Smith opened the gallery in 2017, and it featured sailing art, abstract pieces, contemporary work and California-specific creations. Smith himself was a painter, working with acrylics and producing works of the Golden Gate Bridge, the San Francisco skyline and animals, such as giraffes.
Smith’s older brother, Dana Smith, said he plans to close the business, located at 1690 Tiburon Blvd., though he noted how passionate his brother was about the gallery.
“He loved creating art, and he loved selling” it, Dana Smith said, adding: “He loved it when people came in to pitch him, sell.”
Smith greeted visitors to the gallery, as did his beloved cat, Precious, who would roam the space freely. He would frequently put canvasses outside to encourage kids walking by to paint.
Lauren Gravell, a Tiburon Peninsula resident who owns the Belvedere Island Spa nearby on Tiburon Boulevard said Smith “was one of those mayors of the town because he’s always there talking to people.”
“It just leaves a little hole in my heart not having Barry around,” Gravell said.
Barry Dean Smith was born Feb. 18, 1955, in Boulder, Colorado, to Lonnye Ann and Ewart Earl Smith as the youngest of three sons, born after eldest Eric and middle son Dana.
Smith grew up in Los Angeles’ Canoga Park neighborhood before moving to the Woodland Hills neighborhood. As children, Dana Smith said he and his brothers boated a lot in the Sacramento-San Joaquin Delta with their grandparents, who had a trailer on one of its islands where they stayed for several summers.

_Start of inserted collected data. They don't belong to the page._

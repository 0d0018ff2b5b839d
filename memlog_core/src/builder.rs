//! Builder for `Logger`.
//!
//! Every setting has a default, so `build()` is always available. The builder
//! is also the target of the `[logger]` config mapping in `conversions`.

use std::path::PathBuf;

use crate::logger::Logger;

#[derive(Debug, Clone)]
pub struct LoggerBuilder {
    enabled: bool,
    immediate: bool,
    write_on_drop: bool,
    log_file: Option<(PathBuf, bool)>,
}

impl Default for LoggerBuilder {
    fn default() -> Self {
        Self {
            enabled: true,
            immediate: false,
            write_on_drop: false,
            log_file: None,
        }
    }
}

impl LoggerBuilder {
    pub fn new() -> Self {
        Self::default()
    }

    pub fn with_logging(mut self, enabled: bool) -> Self {
        self.enabled = enabled;
        self
    }

    pub fn with_immediate_mode(mut self, immediate: bool) -> Self {
        self.immediate = immediate;
        self
    }

    pub fn with_write_on_drop(mut self, write_on_drop: bool) -> Self {
        self.write_on_drop = write_on_drop;
        self
    }

    pub fn with_log_file(mut self, path: impl Into<PathBuf>, append: bool) -> Self {
        self.log_file = Some((path.into(), append));
        self
    }

    /// Forget a previously set log file.
    pub fn without_log_file(mut self) -> Self {
        self.log_file = None;
        self
    }

    pub fn build(self) -> Logger {
        let mut logger = Logger::new();
        logger.set_logging(self.enabled);
        logger.set_immediate_mode(self.immediate);
        logger.set_write_on_drop(self.write_on_drop);
        if let Some((path, append)) = self.log_file {
            logger.set_log_file(path, append);
        }
        logger
    }
}
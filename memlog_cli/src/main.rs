mod cli;
mod diagnostics;
mod error_fmt;
mod record;
mod smoke;

use clap::Parser;
use memlog_config::Config;

use crate::cli::{Cli, Commands, JSON_MODE};
use crate::error_fmt::{CliError, exit_code_for_error, format_error_json, humanize};

fn main() {
    let cli = Cli::parse();
    let _ = JSON_MODE.set(cli.json);

    if let Err(err) = run(cli) {
        if JSON_MODE.get().copied().unwrap_or(false) {
            eprintln!("{}", format_error_json(&err));
        } else {
            eprintln!("{}", humanize(&err));
        }
        std::process::exit(exit_code_for_error(&err));
    }
}

fn load_config(cli: &Cli) -> eyre::Result<Config> {
    let cfg = match &cli.config {
        Some(path) => memlog_config::load_file(path)
            .map_err(|e| CliError::ConfigLoad(format!("{e}")))?,
        None => Config::default(),
    };
    cfg.validate()
        .map_err(|e| CliError::ConfigInvalid(format!("{e}")))?;
    Ok(cfg)
}

fn run(cli: Cli) -> eyre::Result<()> {
    color_eyre::install()?;

    let cfg = load_config(&cli)?;
    let level = cli
        .log_level
        .as_deref()
        .or(cfg.diagnostics.level.as_deref())
        .unwrap_or("info")
        .to_ascii_lowercase();
    let _file_guard = diagnostics::init(&level, cli.json, &cfg.diagnostics)?;

    match &cli.cmd {
        Commands::Smoke(args) => {
            tracing::info!(out_dir = %args.out_dir.display(), "smoke start");
            smoke::run(&args.out_dir, cli.json)?;
        }
        Commands::Record(args) => record::run(&cfg.logger, args, cli.json)?,
    }
    Ok(())
}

“I first fell in love with the water when we were kids,” Barry Smith said in a 2018 article published in the Marin Independent Journal. “My daddy had a 36-foot powerboat at Marina Del Rey, so my brother and I used to go spear fishing in the Southern California kelp. We couldn’t get enough of being on the water.”
Smith graduated from El Camino Real High School in Woodland Hills and earned a business degree at California State University at Sacramento.
During his time in college he had a job shoveling fish for a cannery, “and he didn’t like that,” Dana Smith said, which led to him getting a job in the framing business. He ran galleries and frame shops for Tower Records in Sacramento and Sherman Oaks.
He relocated to Tiburon “just by chance,” Dana Smith said, after he bought a boat and needed to move it. He was living on the boat, stationed at the Paradise Cay Yacht Harbor, at the time of his death.
He first opened the Smith Gallery Tiburon on a part-time basis. Having learned how to sharpen knives from his brother, he incorporated Smith’s Knife Sharpening into the space, with weekly pop-ups at the United Markets both in San Rafael and San Anselmo.
Brian McLachlin, who grew up in Marin, said he knew Smith for about a decade. McLachlin was living on a boat in Sausalito when he met Smith on a visit to Tiburon. Smith was painting on the street, and they struck up a conversation and became “the best of friends,” he said.
McLachlin said he was still shocked by Smith’s death.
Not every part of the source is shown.